Nov 5, 2009 (CIDRAP News) – A reanalysis prompted by reviewers has changed the conclusions of a study comparing N-95 respirators with surgical masks, raising questions about earlier findings that the N-95 devices were clearly more effective in protecting healthcare workers from respiratory illness.
Raina MacIntyre and colleagues first presented their findings at a medical conference in mid-September, reporting that N-95s, compared with no respiratory protection, reduced the risk of confirmed influenza in hospital workers by 75%, whereas surgical masks had no protective effect. The findings were hailed by some experts as a landmark in a field where few clinical studies have been done.
But at the Infectious Diseases Society of America (IDSA) annual meeting last week, MacIntyre's team presented a new analysis of their data, made at the request of peer reviewers. The reanalysis excluded the control group of unprotected workers. The result was that workers who wore N-95s still appeared to be better off than those with surgical masks, but the differences were no longer statistically significant.
Some press reports and critics of the study—which has not yet been published in a journal—characterized the reanalysis as a retraction of the earlier report. Critics also suggest that the study influenced the recent recommendation by the Institute of Medicine (IOM) that healthcare workers should wear N-95s when caring for H1N1 patients.
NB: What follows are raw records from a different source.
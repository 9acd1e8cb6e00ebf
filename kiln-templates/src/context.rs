//! Template context — the serializable payload handed to every template.

use chrono::{DateTime, Utc};
use serde::Serialize;

use kiln_core::ContentRecord;

/// Per-render template context.
///
/// Exactly one of `content` / `posts` is set by the constructors; `version`
/// is always present. Absent optional keys are omitted, not `null`.
#[derive(Debug, Clone, Serialize)]
pub struct RenderContext<'a> {
    /// Build version of the generator.
    pub version: &'a str,
    /// Single record (content pages).
    #[serde(skip_serializing_if = "Option::is_none")]
    pub content: Option<&'a ContentRecord>,
    /// Record list (index, feed, archive, tag pages).
    #[serde(skip_serializing_if = "Option::is_none")]
    pub posts: Option<&'a [ContentRecord]>,
    /// Raw tag name as supplied by the caller (tag pages).
    #[serde(skip_serializing_if = "Option::is_none")]
    pub tag: Option<&'a str>,
    /// Feed publication time.
    #[serde(skip_serializing_if = "Option::is_none")]
    pub pubdate: Option<DateTime<Utc>>,
}

impl<'a> RenderContext<'a> {
    pub fn for_content(version: &'a str, content: &'a ContentRecord) -> Self {
        RenderContext {
            version,
            content: Some(content),
            posts: None,
            tag: None,
            pubdate: None,
        }
    }

    pub fn for_posts(version: &'a str, posts: &'a [ContentRecord]) -> Self {
        RenderContext {
            version,
            content: None,
            posts: Some(posts),
            tag: None,
            pubdate: None,
        }
    }

    pub fn with_tag(mut self, tag: &'a str) -> Self {
        self.tag = Some(tag);
        self
    }

    pub fn with_pubdate(mut self, pubdate: DateTime<Utc>) -> Self {
        self.pubdate = Some(pubdate);
        self
    }

    /// Convert to a [`tera::Context`] for rendering.
    pub fn to_tera_context(&self) -> Result<tera::Context, tera::Error> {
        tera::Context::from_serialize(self)
    }
}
MacIntyre was a member of the committee that wrote the IOM report, issued in September.
But MacIntyre says the reanalysis was not a retraction. She asserts that the study results still indicate a real difference in levels of protection, but the changes requested by the peer reviewers left the study "underpowered" to show significance. Further, she says the IOM panel considered only published studies in making its recommendations.
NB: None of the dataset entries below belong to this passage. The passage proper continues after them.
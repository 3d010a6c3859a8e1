//! Metric trait for block similarity.

use crate::config::MetricKind;
use super::{Correlation, MeanSquares, SquaredCorrelation};

/// Similarity between the samples of a reference block and the matching
/// floating samples.
///
/// Scores follow "higher is better" for every metric so that optimizers
/// always maximize.
pub trait BlockMetric: Send + Sync {
    /// Score paired samples, or `None` when the score is undefined (too few
    /// samples, flat content).
    fn evaluate(&self, fixed: &[f64], moving: &[f64]) -> Option<f64>;

    /// Weight in `[0, 1]` given to a block matched with this score.
    fn confidence(&self, _score: f64) -> f64 {
        1.0
    }

    /// Get the name of this metric.
    fn name(&self) -> &'static str;
}

/// Build the metric selected in the configuration.
pub fn create_metric(kind: MetricKind) -> Box<dyn BlockMetric> {
    match kind {
        MetricKind::MeanSquares => Box::new(MeanSquares),
        MetricKind::Correlation => Box::new(Correlation::default()),
        MetricKind::SquaredCorrelation => Box::new(SquaredCorrelation::default()),
    }
}
//! Direction cosine matrices.

use nalgebra::SMatrix;
use serde::{Deserialize, Serialize};
use super::Vector;

/// Orientation of the image axes in physical space.
///
/// Column `i` is the physical direction of index axis `i`.
#[derive(Debug, Clone, Copy, PartialEq, Serialize, Deserialize)]
pub struct Direction<const D: usize>(pub SMatrix<f64, D, D>);

impl<const D: usize> Direction<D> {
    /// Axis-aligned orientation.
    pub fn identity() -> Self {
        Self(SMatrix::identity())
    }

    /// Build from unit column vectors.
    pub fn from_columns(columns: [Vector<D>; D]) -> Self {
        let mut m = SMatrix::<f64, D, D>::zeros();
        for (c, col) in columns.iter().enumerate() {
            for r in 0..D {
                m[(r, c)] = col[r];
            }
        }
        Self(m)
    }

    /// Cofactor expansion for 2-D and 3-D, partial-pivot elimination above.
    pub fn determinant(&self) -> f64 {
        let m = &self.0;
        match D {
            1 => m[(0, 0)],
            2 => m[(0, 0)] * m[(1, 1)] - m[(0, 1)] * m[(1, 0)],
            3 => {
                m[(0, 0)] * (m[(1, 1)] * m[(2, 2)] - m[(1, 2)] * m[(2, 1)])
                    - m[(0, 1)] * (m[(1, 0)] * m[(2, 2)] - m[(1, 2)] * m[(2, 0)])
                    + m[(0, 2)] * (m[(1, 0)] * m[(2, 1)] - m[(1, 1)] * m[(2, 0)])
            }
            _ => {
                let mut m = self.0;
                let mut det = 1.0;
                for i in 0..D {
                    let pivot = (i..D)
                        .max_by(|&a, &b| m[(a, i)].abs().total_cmp(&m[(b, i)].abs()))
                        .unwrap_or(i);
                    if m[(pivot, i)].abs() < 1e-12 {
                        return 0.0;
                    }
                    if pivot != i {
                        m.swap_rows(i, pivot);
                        det = -det;
                    }
                    det *= m[(i, i)];
                    for j in (i + 1)..D {
                        let factor = m[(j, i)] / m[(i, i)];
                        for k in i..D {
                            m[(j, k)] -= factor * m[(i, k)];
                        }
                    }
                }
                det
            }
        }
    }

    /// True when `D * D^T` is the identity within `1e-6`.
    pub fn is_orthogonal(&self) -> bool {
        let product = self.0 * self.0.transpose();
        (0..D).all(|i| {
            (0..D).all(|j| {
                let expected = if i == j { 1.0 } else { 0.0 };
                (product[(i, j)] - expected).abs() < 1e-6
            })
        })
    }

    pub fn try_inverse(&self) -> Option<Self> {
        self.0.try_inverse().map(Self)
    }
}

impl<const D: usize> std::ops::Index<(usize, usize)> for Direction<D> {
    type Output = f64;

    fn index(&self, index: (usize, usize)) -> &Self::Output {
        &self.0[index]
    }
}

impl<const D: usize> std::ops::IndexMut<(usize, usize)> for Direction<D> {
    fn index_mut(&mut self, index: (usize, usize)) -> &mut Self::Output {
        &mut self.0[index]
    }
}

impl<const D: usize> std::ops::Mul<Vector<D>> for Direction<D> {
    type Output = Vector<D>;

    fn mul(self, vector: Vector<D>) -> Self::Output {
        Vector(self.0 * vector.0)
    }
}

#[cfg(test)]
mod tests {
    use super::*;

    #[test]
    fn test_rotation_is_orthogonal() {
        let rot = Direction::<3>::from_columns([
            Vector::new([0.0, 1.0, 0.0]),
            Vector::new([-1.0, 0.0, 0.0]),
            Vector::new([0.0, 0.0, 1.0]),
        ]);
        assert!(rot.is_orthogonal());
        assert!((rot.determinant() - 1.0).abs() < 1e-12);
        let inv = rot.try_inverse().unwrap();
        let v = inv * (rot * Vector::new([1.0, 2.0, 3.0]));
        assert!((v - Vector::new([1.0, 2.0, 3.0])).norm() < 1e-12);
    }

    #[test]
    fn test_determinant_by_elimination_matches_permutation_sign() {
        // Swapping two axes of the 4-D identity flips the sign.
        let mut d = Direction::<4>::identity();
        d[(0, 0)] = 0.0;
        d[(1, 1)] = 0.0;
        d[(0, 1)] = 1.0;
        d[(1, 0)] = 1.0;
        assert!((d.determinant() + 1.0).abs() < 1e-12);

        let mut scaled = Direction::<2>::identity();
        scaled[(1, 1)] = 2.0;
        assert!((scaled.determinant() - 2.0).abs() < 1e-12);
    }

    #[test]
    fn test_singular_direction_has_no_inverse() {
        let mut d = Direction::<3>::identity();
        d[(2, 2)] = 0.0;
        assert!(d.try_inverse().is_none());
        assert_eq!(d.determinant(), 0.0);
        assert!(!d.is_orthogonal());
    }
}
The new development adds another chapter to the controversy over whether healthcare workers should, as recommended by the Centers for Disease Control and Prevention (CDC), wear N-95s when caring directly for H1N1 influenza patients. The devices are designed to filter out at least 95% of tiny airborne particles.
N-95s are often in short supply and are more expensive than surgical masks. Some professional groups, including the Society for Healthcare Epidemiology of America (SHEA), oppose routine use of N-95s in flu settings because research on their clinical effectiveness has been inconclusive, and many workers find them uncomfortable to wear for long periods.
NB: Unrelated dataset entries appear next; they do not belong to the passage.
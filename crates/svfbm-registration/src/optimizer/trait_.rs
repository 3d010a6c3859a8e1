//! Optimizer trait and search-space description.

use std::fmt;
use svfbm_core::transform::LocalTransformKind;
use crate::config::{OptimizerKind, RegistrationConfig};
use super::{ExhaustiveOptimizer, PatternSearchOptimizer};

/// Block objective: higher is better, `None` when undefined.
pub type Objective<'a> = dyn Fn(&[f64]) -> Option<f64> + 'a;

/// Per-parameter radii and bounds, in the units of
/// [`LocalTransform::from_parameters`](svfbm_core::transform::LocalTransform::from_parameters).
#[derive(Debug, Clone, PartialEq)]
pub struct SearchSpace {
    /// Initial search extent of each parameter.
    pub radii: Vec<f64>,
    pub lower: Vec<f64>,
    pub upper: Vec<f64>,
    /// Grid step of the exhaustive translation search, physical units.
    pub step_size: f64,
    /// Pattern search stops once its normalized step is below this.
    pub final_radius: f64,
    /// Cap on objective evaluations.
    pub max_evaluations: usize,
}

impl SearchSpace {
    /// Derive the search space of a level.
    ///
    /// # Arguments
    /// * `config` - Run configuration (radii and bounds in voxels and degrees)
    /// * `kind` - Local transform family being searched
    /// * `mean_spacing` - Mean voxel spacing of the level
    pub fn from_config(config: &RegistrationConfig, kind: LocalTransformKind, mean_spacing: f64) -> Self {
        let translation_radius = config.search_radius * mean_spacing;
        let translation_bound = config.translate_upper_bound * mean_spacing;
        let angle_radius = config.search_angle_radius.to_radians();
        let angle_bound = config.angle_upper_bound.to_radians();
        let skew_radius = config.search_skew_radius.to_radians();
        let skew_bound = config.skew_upper_bound.to_radians();
        let scale_bound = config.scale_upper_bound.ln();

        let per_group = [
            (translation_radius, translation_bound),
            (angle_radius, angle_bound),
            (config.search_scale_radius, scale_bound),
            (skew_radius, skew_bound),
        ];
        let count = kind.parameter_count();
        let mut radii = Vec::with_capacity(count);
        let mut lower = Vec::with_capacity(count);
        let mut upper = Vec::with_capacity(count);
        for i in 0..count {
            let (radius, bound) = per_group[i / 3];
            radii.push(radius.min(bound));
            lower.push(-bound);
            upper.push(bound);
        }

        Self {
            radii,
            lower,
            upper,
            step_size: config.step_size * mean_spacing,
            final_radius: config.final_radius,
            max_evaluations: config.optimizer_max_iterations,
        }
    }

    pub fn dimension(&self) -> usize {
        self.radii.len()
    }

    /// Clamp a parameter vector into the bounds.
    pub fn clamp(&self, params: &mut [f64]) {
        for (i, p) in params.iter_mut().enumerate() {
            *p = p.clamp(self.lower[i], self.upper[i]);
        }
    }
}

/// Why a block search ended.
#[derive(Debug, Clone, Copy, PartialEq)]
pub enum StopCondition {
    /// The normalized step fell below the final radius.
    Converged { step: f64 },
    /// The evaluation cap was hit.
    MaxEvaluations,
    /// Every grid candidate was visited.
    GridExhausted,
}

impl fmt::Display for StopCondition {
    fn fmt(&self, f: &mut fmt::Formatter<'_>) -> fmt::Result {
        match self {
            Self::Converged { step } => write!(f, "converged (step {:.2e} below final radius)", step),
            Self::MaxEvaluations => write!(f, "maximum number of evaluations reached"),
            Self::GridExhausted => write!(f, "search grid exhausted"),
        }
    }
}

/// Best parameters found for one block.
#[derive(Debug, Clone, PartialEq)]
pub struct OptimizationResult {
    pub parameters: Vec<f64>,
    pub score: f64,
    pub evaluations: usize,
    pub stop: StopCondition,
}

/// Maximizes a block objective.
pub trait BlockOptimizer: Send + Sync {
    /// Search the space for the best-scoring parameters.
    ///
    /// Returns `None` when no candidate could be scored.
    fn optimize(&self, objective: &Objective<'_>, space: &SearchSpace) -> Option<OptimizationResult>;

    fn name(&self) -> &'static str;
}

/// Build the optimizer selected in the configuration.
pub fn create_optimizer(kind: OptimizerKind) -> Box<dyn BlockOptimizer> {
    match kind {
        OptimizerKind::Exhaustive => Box::new(ExhaustiveOptimizer),
        OptimizerKind::Bobyqa => Box::new(PatternSearchOptimizer::default()),
    }
}
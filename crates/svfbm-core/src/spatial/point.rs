//! Physical-space points.

use nalgebra::Point as NaPoint;
use serde::{Deserialize, Serialize};
use super::Vector;

/// A position in D-dimensional physical space (millimetres for medical volumes).
///
/// Also used for continuous indices, where the coordinates are ordered
/// `(x, y, z)` regardless of the `[Z, Y, X]` tensor layout.
#[derive(Debug, Clone, Copy, PartialEq, Serialize, Deserialize)]
pub struct Point<const D: usize>(pub NaPoint<f64, D>);

impl<const D: usize> Point<D> {
    /// Create a point from its coordinates.
    pub fn new(coords: [f64; D]) -> Self {
        Self(NaPoint::from(coords))
    }

    /// The point with all coordinates at zero.
    pub fn origin() -> Self {
        Self(NaPoint::origin())
    }

    /// Coordinates as a fixed-size array.
    pub fn to_array(&self) -> [f64; D] {
        let mut out = [0.0; D];
        for (i, v) in out.iter_mut().enumerate() {
            *v = self.0.coords[i];
        }
        out
    }

    /// Euclidean distance to another point.
    pub fn distance(&self, other: &Self) -> f64 {
        (self.0 - other.0).norm()
    }
}

impl<const D: usize> std::ops::Index<usize> for Point<D> {
    type Output = f64;

    fn index(&self, index: usize) -> &Self::Output {
        &self.0.coords[index]
    }
}

impl<const D: usize> std::ops::IndexMut<usize> for Point<D> {
    fn index_mut(&mut self, index: usize) -> &mut Self::Output {
        &mut self.0.coords[index]
    }
}

impl<const D: usize> std::ops::Sub for Point<D> {
    type Output = Vector<D>;

    fn sub(self, other: Self) -> Self::Output {
        Vector(self.0.coords - other.0.coords)
    }
}

impl<const D: usize> std::ops::Add<Vector<D>> for Point<D> {
    type Output = Self;

    fn add(self, vector: Vector<D>) -> Self::Output {
        Self(self.0 + vector.0)
    }
}
//! Bounded derivative-free pattern search.
//!
//! A compass search in coordinates normalized by the per-parameter search
//! radii: every round polls `±step` along each axis, moves to the best
//! improving poll, and halves the step when no poll improves. Parameters are
//! kept inside the bounds. The search starts at the identity transform.

use super::trait_::{BlockOptimizer, Objective, OptimizationResult, SearchSpace, StopCondition};

#[derive(Debug, Clone, Copy)]
pub struct PatternSearchOptimizer {
    /// Initial normalized step.
    pub initial_step: f64,
    /// Step reduction on an unsuccessful round.
    pub contraction: f64,
}

impl Default for PatternSearchOptimizer {
    fn default() -> Self {
        Self {
            initial_step: 0.5,
            contraction: 0.5,
        }
    }
}

impl BlockOptimizer for PatternSearchOptimizer {
    fn optimize(&self, objective: &Objective<'_>, space: &SearchSpace) -> Option<OptimizationResult> {
        let dimension = space.dimension();
        let mut current = vec![0.0; dimension];
        space.clamp(&mut current);
        let mut best_score = objective(&current);
        let mut evaluations = 1usize;
        let mut step = self.initial_step;
        let mut candidate = current.clone();

        let stop = loop {
            if step < space.final_radius {
                break StopCondition::Converged { step };
            }
            if evaluations >= space.max_evaluations {
                break StopCondition::MaxEvaluations;
            }

            let mut round_best: Option<(usize, f64, f64)> = None;
            'poll: for axis in 0..dimension {
                for sign in [1.0, -1.0] {
                    if evaluations >= space.max_evaluations {
                        break 'poll;
                    }
                    let moved = (current[axis] + sign * step * space.radii[axis])
                        .clamp(space.lower[axis], space.upper[axis]);
                    if moved == current[axis] {
                        continue;
                    }
                    candidate.copy_from_slice(&current);
                    candidate[axis] = moved;
                    evaluations += 1;
                    let Some(score) = objective(&candidate) else {
                        continue;
                    };
                    let improves_round = round_best.map_or(true, |(_, _, s)| score > s);
                    let improves_best = best_score.map_or(true, |b| score > b);
                    if improves_round && improves_best {
                        round_best = Some((axis, moved, score));
                    }
                }
            }

            match round_best {
                Some((axis, value, score)) => {
                    current[axis] = value;
                    best_score = Some(score);
                }
                None => step *= self.contraction,
            }
        };

        best_score.map(|score| OptimizationResult {
            parameters: current,
            score,
            evaluations,
            stop,
        })
    }

    fn name(&self) -> &'static str {
        "PatternSearch"
    }
}
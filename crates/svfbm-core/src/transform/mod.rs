//! Spatial transforms.
//!
//! Dense transforms are built from [`VectorField`]s: a
//! [`StationaryVelocityField`] exponentiates into a
//! [`DisplacementFieldTransform`]. [`LocalTransform`] covers the small
//! per-block parametric models and [`lie`] their logarithm.

pub mod trait_;
pub mod identity;
pub mod vector_field;
pub mod displacement_field;
pub mod svf;
pub mod local;
pub mod lie;

pub use trait_::Transform;
pub use identity::IdentityTransform;
pub use vector_field::{HostVectorField, VectorField};
pub use displacement_field::DisplacementFieldTransform;
pub use svf::StationaryVelocityField;
pub use local::{generator_velocity, LocalTransform, LocalTransformKind};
The CDC, in issuing interim recommendations for protecting health workers from H1N1 flu last month, maintained its earlier guidance that workers in close contact with flu patients should wear an N-95. But the agency listed that step as just part of a comprehensive set of precautions, and said that when N-95s are in short supply, they should be reserved for high-risk situations such as aerosol-generating procedures.
As reported previously, MacIntyre and colleagues, of the University of New South Wales in Australia, recruited more than 1,900 workers at 24 hospitals in Beijing. They were divided into four groups: surgical masks, fit-tested N-95s, non-fit-tested N-95s, or control (no respiratory protection). The volunteers wore their assigned form of protection for 4 weeks and were monitored for illness for 5 weeks.
According to the report presented at the Interscience Conference on Antimicrobials and Chemotherapy (ICAAC) in September, the authors found that surgical masks had no protective effect. In contrast, the N95s, compared with the controls, were linked with a 60% reduction in risk for any respiratory illness, a 75% reduction in flu-like illness, a 56% decrease in lab-confirmed respiratory illness, and a 75% reduction in confirmed flu. The reductions met the test of statistical significance.
However, the researchers found that fit-testing of the N-95s—recommended by manufacturers to keep air from leaking around them—made no difference in protection.
Before presenting their findings at the recent IDSA meeting, the research team ran a new analysis to satisfy the concerns of reviewers, MacIntyre told CIDRAP News by e-mail.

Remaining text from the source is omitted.